Aha, I got some success.
There are some issues with the way the Picroft image is set up with two distinct users. The mycroft internals are all installed under a Linux user called mycroft
, and the Raspberry Pi specific stuff (the so called “picroft enclosure”) is installed under the Raspbian user called pi
. This distinction makes for some complex interactions with shared resources like skills and hardware access. The picroft enclosure user pi
has commands like mycroft-cli-client but the rest of the system is really running as a daemon/service running as the mycroft speech client user mycroft
.
I found that the mycroft user directory on Raspbian Jessie has almost no configuration but it does have a .config/pulse folder with some information about the default source and sink used for PulseAudio. However, it seems to be written or overwritten regularly, so this is more like a cache or cookie than a user-configurable item. Not sure what populates this folder with any files.
Instead, I went to the PulseAudio system-wide configuration file, /etc/pulse/default.pa
and hardcoded my particular USB audio source and the headphone audio sink into the system-wide defaults. The names for the desired devices I used come from the pactl
command, and then I un-commented two lines at the bottom of the default.pa
file and inserted the names.
My names may differ from your system, but once set, you shouldn’t need to touch them again until you change audio hardware.

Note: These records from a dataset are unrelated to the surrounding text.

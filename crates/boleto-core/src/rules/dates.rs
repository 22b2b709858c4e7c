//! Date extraction for Brazilian documents (`DD/MM/YYYY`, `DD/MM/YY`).

use chrono::{Datelike, Local, NaiveDate};

use super::patterns::DATE_DMY;
use super::FieldExtractor;

/// Date field extractor.
pub struct DateExtractor {
    current_year: i32,
}

impl DateExtractor {
    /// Extractor pivoting two-digit years against the current year.
    pub fn new() -> Self {
        Self::with_current_year(Local::now().year())
    }

    /// Extractor pivoting two-digit years against `current_year`.
    pub fn with_current_year(current_year: i32) -> Self {
        Self { current_year }
    }
}

impl Default for DateExtractor {
    fn default() -> Self {
        Self::new()
    }
}

impl FieldExtractor for DateExtractor {
    type Output = NaiveDate;

    fn extract(&self, text: &str) -> Option<Self::Output> {
        self.extract_all(text).into_iter().next()
    }

    fn extract_all(&self, text: &str) -> Vec<Self::Output> {
        let mut results = Vec::new();

        for caps in DATE_DMY.captures_iter(text) {
            let day: u32 = caps[1].parse().unwrap_or(0);
            let month: u32 = caps[2].parse().unwrap_or(0);
            let year = resolve_year(&caps[3], self.current_year);

            if let Some(date) = NaiveDate::from_ymd_opt(year, month, day) {
                results.push(date);
            }
        }

        results
    }
}

/// Parse a date string as `DD/MM/YYYY` or `DD/MM/YY` ('.' and '-' are
/// accepted as separators). Invalid calendar dates yield `None`.
pub fn parse_br_date(value: &str) -> Option<NaiveDate> {
    parse_br_date_with_year(value, Local::now().year())
}

/// [`parse_br_date`] with an explicit pivot year.
pub fn parse_br_date_with_year(value: &str, current_year: i32) -> Option<NaiveDate> {
    let cleaned = value.trim().replace(['-', '.'], "/");
    let mut parts = cleaned.split('/');
    let (day, month, year) = (parts.next()?, parts.next()?, parts.next()?);
    if parts.next().is_some() {
        return None;
    }
    let valid_len = |s: &str, lens: &[usize]| {
        lens.contains(&s.len()) && s.chars().all(|c| c.is_ascii_digit())
    };
    if !valid_len(day, &[1, 2]) || !valid_len(month, &[1, 2]) || !valid_len(year, &[2, 4]) {
        return None;
    }

    let day: u32 = day.parse().ok()?;
    let month: u32 = month.parse().ok()?;
    NaiveDate::from_ymd_opt(resolve_year(year, current_year), month, day)
}

/// ISO form ("2024-05-10") of a parsed date string.
pub fn normalize_date(value: &str) -> Option<String> {
    parse_br_date(value).map(|d| d.format("%Y-%m-%d").to_string())
}

/// Two-digit years up to the current year's last two digits are taken as
/// 20xx, later ones as 19xx.
fn resolve_year(s: &str, current_year: i32) -> i32 {
    let year: i32 = s.parse().unwrap_or(0);
    if s.len() > 2 {
        return year;
    }
    if year <= current_year.rem_euclid(100) {
        2000 + year
    } else {
        1900 + year
    }
}
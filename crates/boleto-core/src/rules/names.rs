//! Payee and payer name extraction.
//!
//! The payee name is resolved by an ordered list of strategies; the first
//! one producing a plausible name wins.

use super::labels::{find_labeled_value, strip_trailing_ids};
use super::lexicon::{NAME_BLACKLIST, PAYEE_LABELS, PAYEE_REGISTRATION_ANCHORS, PAYER_LABELS};
use super::patterns::{COMPANY_SUFFIX, KNOWN_COMPANY};
use crate::text::{
    FoldedLine, contains_any, digit_count, letter_count, non_empty_lines, normalize_for_match,
    normalize_space,
};

/// Lines searched forward/backward from an anchor line.
const OFFSET_LINES: usize = 3;

/// Whether `value` is plausible as a person or company name.
pub fn looks_like_name(value: &str) -> bool {
    let trimmed = value.trim();
    if trimmed.chars().count() < 6 {
        return false;
    }
    if contains_any(&normalize_for_match(trimmed), NAME_BLACKLIST) {
        return false;
    }
    let letters = letter_count(trimmed);
    let digits = digit_count(trimmed);
    if letters < 3 {
        return false;
    }
    !(digits > 0 && digits >= letters)
}

/// Inputs shared by the payee strategies.
struct NameContext<'a> {
    lines: Vec<&'a str>,
    folded: Vec<String>,
    text: &'a str,
    known_payees: &'a [String],
}

type NameStrategy = fn(&NameContext<'_>) -> Option<String>;

/// Payee strategies in the order they are tried.
const PAYEE_STRATEGIES: &[(&str, NameStrategy)] = &[
    ("label", payee_by_label),
    ("offset", payee_by_offset),
    ("registration_anchor", payee_near_registration),
    ("known_company", payee_known_company_line),
    ("company_suffix", payee_by_company_suffix),
    ("known_payee_list", payee_from_known_list),
];

fn payee_by_label(ctx: &NameContext<'_>) -> Option<String> {
    for (idx, line) in ctx.lines.iter().enumerate() {
        let folded = FoldedLine::new(line);
        for label in PAYEE_LABELS {
            let Some(rest) = folded.after(label) else {
                continue;
            };
            let same_line = strip_trailing_ids(rest.trim_start_matches([' ', ':', '-', '\t']));
            if looks_like_name(&same_line) {
                return Some(normalize_space(&same_line));
            }
            let next_line = ctx.lines.get(idx + 1).map(|l| strip_trailing_ids(l));
            if let Some(next) = next_line.filter(|n| looks_like_name(n)) {
                return Some(normalize_space(&next));
            }
        }
    }
    None
}

fn payee_by_offset(ctx: &NameContext<'_>) -> Option<String> {
    ctx.folded
        .iter()
        .enumerate()
        .filter(|(_, line)| contains_any(line, PAYEE_LABELS))
        .find_map(|(idx, _)| {
            (1..=OFFSET_LINES)
                .filter_map(|offset| ctx.lines.get(idx + offset))
                .map(|line| strip_trailing_ids(&normalize_space(line)))
                .find(|candidate| looks_like_name(candidate))
        })
}

fn payee_near_registration(ctx: &NameContext<'_>) -> Option<String> {
    ctx.folded
        .iter()
        .enumerate()
        .filter(|(idx, line)| *idx > 0 && contains_any(line, PAYEE_REGISTRATION_ANCHORS))
        .find_map(|(idx, _)| {
            (1..=OFFSET_LINES.min(idx))
                .map(|back| normalize_space(ctx.lines[idx - back]))
                .find(|candidate| looks_like_name(candidate))
        })
}

fn payee_known_company_line(ctx: &NameContext<'_>) -> Option<String> {
    ctx.folded
        .iter()
        .position(|line| KNOWN_COMPANY.is_match(line))
        .map(|idx| normalize_space(ctx.lines[idx]))
}

fn payee_by_company_suffix(ctx: &NameContext<'_>) -> Option<String> {
    ctx.lines.iter().find_map(|line| {
        COMPANY_SUFFIX
            .captures(line)
            .map(|caps| normalize_space(&caps[1]))
            .filter(|candidate| looks_like_name(candidate))
    })
}

fn payee_from_known_list(ctx: &NameContext<'_>) -> Option<String> {
    let folded_text = normalize_for_match(ctx.text);
    ctx.known_payees
        .iter()
        .find(|name| {
            let folded = normalize_for_match(name);
            !folded.is_empty() && folded_text.contains(&folded)
        })
        .cloned()
}

/// Payee name via the ordered strategy list.
pub fn extract_payee_name(text: &str, known_payees: &[String]) -> Option<String> {
    let lines = non_empty_lines(text);
    let folded = lines.iter().map(|l| normalize_for_match(l)).collect();
    let ctx = NameContext {
        lines,
        folded,
        text,
        known_payees,
    };

    PAYEE_STRATEGIES.iter().find_map(|(name, strategy)| {
        let value = strategy(&ctx).filter(|v| looks_like_name(v))?;
        tracing::debug!(strategy = *name, "payee name resolved");
        Some(value)
    })
}

/// Payer name: label-anchored only.
pub fn extract_payer_name(text: &str) -> Option<String> {
    let lines = non_empty_lines(text);
    find_labeled_value(&lines, PAYER_LABELS, &[])
        .map(|v| strip_trailing_ids(&v))
        .filter(|v| !v.is_empty())
}

#[cfg(test)]
mod tests {
    use super::*;

    fn known() -> Vec<String> {
        super::super::lexicon::KNOWN_PAYEES.iter().map(|s| s.to_string()).collect()
    }

    #[test]
    fn test_looks_like_name() {
        assert!(looks_like_name("ACME Comercio Ltda"));
        assert!(!looks_like_name("ACME"));
        assert!(!looks_like_name("Nosso Numero 123"));
        assert!(!looks_like_name("12345 AB"));
        assert!(!looks_like_name("A1 B2 C3 D4"));
    }

    #[test]
    fn test_payee_by_label() {
        let text = "Beneficiário: ACME Comercio Ltda - CNPJ 11.222.333/0001-81\nPagador: Maria";
        assert_eq!(extract_payee_name(text, &known()), Some("ACME Comercio Ltda".to_string()));
    }

    #[test]
    fn test_payee_by_offset_skips_admin_lines() {
        let text = "Beneficiário\nAgência/Código do Beneficiário\nJoaquim Pereira Transportes\nValor";
        assert_eq!(
            extract_payee_name(text, &known()),
            Some("Joaquim Pereira Transportes".to_string())
        );
    }

    #[test]
    fn test_payee_near_registration_anchor() {
        let text = "Fatura mensal\nSuper Internet Provedor\nCNPJ Matriz 11.222.333/0001-81";
        assert_eq!(
            extract_payee_name(text, &known()),
            Some("Super Internet Provedor".to_string())
        );
    }

    #[test]
    fn test_payee_by_company_suffix() {
        let text = "Conta referente a setembro\nServicos Gerais do Sul LTDA\n";
        assert_eq!(
            extract_payee_name(text, &known()),
            Some("Servicos Gerais do Sul LTDA".to_string())
        );
    }

    #[test]
    fn test_payee_none() {
        assert_eq!(extract_payee_name("nada relevante", &known()), None);
    }

    #[test]
    fn test_payer_name() {
        let text = "Pagador: MARIA DA SILVA - CPF: 529.982.247-25\nRua X, 1";
        assert_eq!(extract_payer_name(text), Some("MARIA DA SILVA".to_string()));
        assert_eq!(extract_payer_name("Beneficiario: X"), None);
    }
}
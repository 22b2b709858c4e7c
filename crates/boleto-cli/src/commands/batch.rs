//! Batch processing command for multiple PDF files.

use std::fs;
use std::path::{Path, PathBuf};
use std::sync::Arc;
use std::time::Instant;

use clap::Args;
use console::style;
use glob::glob;
use indicatif::{ProgressBar, ProgressStyle};
use tokio::sync::Semaphore;
use tokio::task::JoinSet;
use tracing::{debug, error, warn};

use boleto_core::DocumentProcessor;
use boleto_core::models::{KeywordMap, ProcessOutcome};

use super::process::{OutputFormat, format_outcome};
use super::{load_config, load_keywords, selected_fields};

/// Arguments for the batch command.
#[derive(Args)]
pub struct BatchArgs {
    /// Glob pattern matching the input PDFs
    #[arg(required = true)]
    input: String,

    /// Output directory
    #[arg(short, long)]
    output_dir: Option<PathBuf>,

    /// Output format for each file
    #[arg(short, long, value_enum, default_value = "json")]
    format: OutputFormat,

    /// Also generate a summary CSV
    #[arg(long)]
    summary: bool,

    /// Number of parallel workers
    #[arg(short = 'j', long, default_value = "4")]
    jobs: usize,

    /// Continue on error
    #[arg(long)]
    continue_on_error: bool,

    /// Fields to extract, comma separated (builtin keys or kw:<id>); all when omitted
    #[arg(long, value_delimiter = ',')]
    fields: Vec<String>,

    /// JSON file with custom keyword definitions
    #[arg(short, long)]
    keywords: Option<PathBuf>,

    /// Skip the PDF text layer and always run OCR
    #[arg(long)]
    force_ocr: bool,
}

/// Result of processing a single file.
struct ProcessResult {
    path: PathBuf,
    outcome: Option<ProcessOutcome>,
    error: Option<String>,
    processing_time_ms: u64,
}

pub async fn run(args: BatchArgs, config_path: Option<&str>) -> anyhow::Result<()> {
    let start = Instant::now();

    let config = load_config(config_path)?;
    let keywords = Arc::new(load_keywords(args.keywords.as_deref())?);
    let fields = Arc::new(selected_fields(&args.fields, &keywords));

    // Expand glob pattern
    let mut files: Vec<PathBuf> = glob(&args.input)?
        .filter_map(|r| r.ok())
        .filter(|p| {
            p.extension()
                .and_then(|e| e.to_str())
                .is_some_and(|ext| ext.eq_ignore_ascii_case("pdf"))
        })
        .collect();
    files.sort();

    if files.is_empty() {
        anyhow::bail!("No matching files found for pattern: {}", args.input);
    }

    println!(
        "{} Found {} files to process",
        style("ℹ").blue(),
        files.len()
    );

    // Create output directory if specified
    if let Some(ref output_dir) = args.output_dir {
        fs::create_dir_all(output_dir)?;
    }

    let overall_pb = ProgressBar::new(files.len() as u64);
    overall_pb.set_style(
        ProgressStyle::default_bar()
            .template("{spinner:.green} [{elapsed_precise}] [{bar:40.cyan/blue}] {pos}/{len} files")?
            .progress_chars("=>-"),
    );

    // Each document is independent; workers only share read-only state.
    let processor = Arc::new(DocumentProcessor::new(config));
    let permits = Arc::new(Semaphore::new(args.jobs.max(1)));
    let mut tasks = JoinSet::new();
    let mut results = Vec::new();

    for (index, path) in files.into_iter().enumerate() {
        let processor = Arc::clone(&processor);
        let keywords = Arc::clone(&keywords);
        let fields = Arc::clone(&fields);
        let permit = Arc::clone(&permits).acquire_owned().await?;
        let force_ocr = args.force_ocr;

        tasks.spawn_blocking(move || {
            let result = process_single_file(&processor, path, &fields, &keywords, force_ocr);
            drop(permit);
            (index, result)
        });

        while let Some(joined) = tasks.try_join_next() {
            let (index, result) = joined?;
            overall_pb.inc(1);
            check_failure(&result, &args)?;
            results.push((index, result));
        }
    }

    while let Some(joined) = tasks.join_next().await {
        let (index, result) = joined?;
        overall_pb.inc(1);
        check_failure(&result, &args)?;
        results.push((index, result));
    }
    overall_pb.finish_with_message("Complete");

    results.sort_by_key(|(index, _)| *index);
    let results: Vec<ProcessResult> = results.into_iter().map(|(_, result)| result).collect();

    // Write outputs
    let successful: Vec<_> = results.iter().filter(|r| r.outcome.is_some()).collect();
    let failed: Vec<_> = results.iter().filter(|r| r.error.is_some()).collect();

    if let Some(output_dir) = &args.output_dir {
        for result in &successful {
            if let Some(outcome) = &result.outcome {
                let output_name = result
                    .path
                    .file_stem()
                    .and_then(|s| s.to_str())
                    .unwrap_or("document");
                let output_path = output_dir.join(format!("{}.{}", output_name, args.format.extension()));

                fs::write(&output_path, format_outcome(outcome, args.format, false)?)?;
                debug!("Wrote output to {}", output_path.display());
            }
        }
    }

    // Generate summary if requested
    if args.summary {
        let summary_path = args
            .output_dir
            .as_ref()
            .map(|d| d.join("summary.csv"))
            .unwrap_or_else(|| PathBuf::from("summary.csv"));

        write_summary(&summary_path, &results)?;
        println!(
            "{} Summary written to {}",
            style("✓").green(),
            summary_path.display()
        );
    }

    // Print summary
    println!();
    println!(
        "{} Processed {} files in {:?}",
        style("✓").green(),
        results.len(),
        start.elapsed()
    );
    println!(
        "   {} successful, {} failed",
        style(successful.len()).green(),
        style(failed.len()).red()
    );

    if !failed.is_empty() {
        println!();
        println!("{}", style("Failed files:").red());
        for result in &failed {
            println!(
                "  - {}: {}",
                result.path.display(),
                result.error.as_deref().unwrap_or("unknown error")
            );
        }
    }

    Ok(())
}

fn process_single_file(
    processor: &DocumentProcessor,
    path: PathBuf,
    fields: &[String],
    keywords: &KeywordMap,
    force_ocr: bool,
) -> ProcessResult {
    let file_start = Instant::now();
    let result = processor.process_document(&path, fields, keywords, force_ocr);
    let processing_time_ms = file_start.elapsed().as_millis() as u64;

    match result {
        Ok(outcome) => ProcessResult {
            path,
            outcome: Some(outcome),
            error: None,
            processing_time_ms,
        },
        Err(e) => ProcessResult {
            path,
            outcome: None,
            error: Some(e.user_message()),
            processing_time_ms,
        },
    }
}

fn check_failure(result: &ProcessResult, args: &BatchArgs) -> anyhow::Result<()> {
    let Some(error_msg) = &result.error else {
        return Ok(());
    };
    if args.continue_on_error {
        warn!("Failed to process {}: {}", result.path.display(), error_msg);
        Ok(())
    } else {
        error!("Failed to process {}: {}", result.path.display(), error_msg);
        anyhow::bail!("Processing failed: {}", error_msg)
    }
}

fn write_summary(path: &Path, results: &[ProcessResult]) -> anyhow::Result<()> {
    let mut wtr = csv::Writer::from_path(path)?;
    let processed_at = chrono::Local::now().to_rfc3339();

    wtr.write_record([
        "filename",
        "status",
        "document_type",
        "due_date",
        "document_value",
        "barcode",
        "ocr_used",
        "missing_fields",
        "processing_time_ms",
        "processed_at",
        "error",
    ])?;

    for result in results {
        let filename = result.path.file_name().and_then(|s| s.to_str()).unwrap_or("");

        if let Some(outcome) = &result.outcome {
            let field = |key: &str| outcome.result.field(key).unwrap_or_default().to_string();
            wtr.write_record([
                filename,
                "success",
                outcome.result.document_type.as_deref().unwrap_or(""),
                &field("due_date"),
                &field("document_value"),
                &field("barcode"),
                &outcome.ocr_used.to_string(),
                &outcome.diagnostics.missing_fields.join(";"),
                &result.processing_time_ms.to_string(),
                &processed_at,
                "",
            ])?;
        } else {
            wtr.write_record([
                filename,
                "error",
                "",
                "",
                "",
                "",
                "",
                "",
                &result.processing_time_ms.to_string(),
                &processed_at,
                result.error.as_deref().unwrap_or(""),
            ])?;
        }
    }

    wtr.flush()?;
    Ok(())
}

pi@picroft:~ $ pactl list short sources
0 alsa_input.usb-046d_080a_918E0EA3-02-U0x46d0x80a.analog-mono module-alsa-card.c s16le 1ch 48000Hz SUSPENDED
1 alsa_output.0.analog-stereo.monitor module-alsa-card.c s16le 2ch 44100Hz SUSPENDED
pi@picroft:~ $ pactl list short sinks
0 alsa_output.0.analog-stereo module-alsa-card.c s16le 2ch 44100Hz SUSPENDED
pi@picroft:~ $ grep set-default /etc/pulse/default.pa
set-default-sink alsa_output.0.analog-stereo
set-default-source alsa_card.usb-046d_080a_918E0EA3-02-U0x46d0x80a
After I rebooted, the wake word was immediately recognized with a tone confirmation. Anything else was rejected as “I didn’t catch that, please rephrase” by Mycroft until the system eventually loaded the training data. Now it responds as expected.
I hope this helps others get Picroft working correctly. I’ve delved quite a bit into the internals and decided to ignore all the other Linux and Python webpages which recommend “just delete PulseAudio, it is broken.” It may be a bad design, it may have bugs, but I did find a surgical workaround in this case.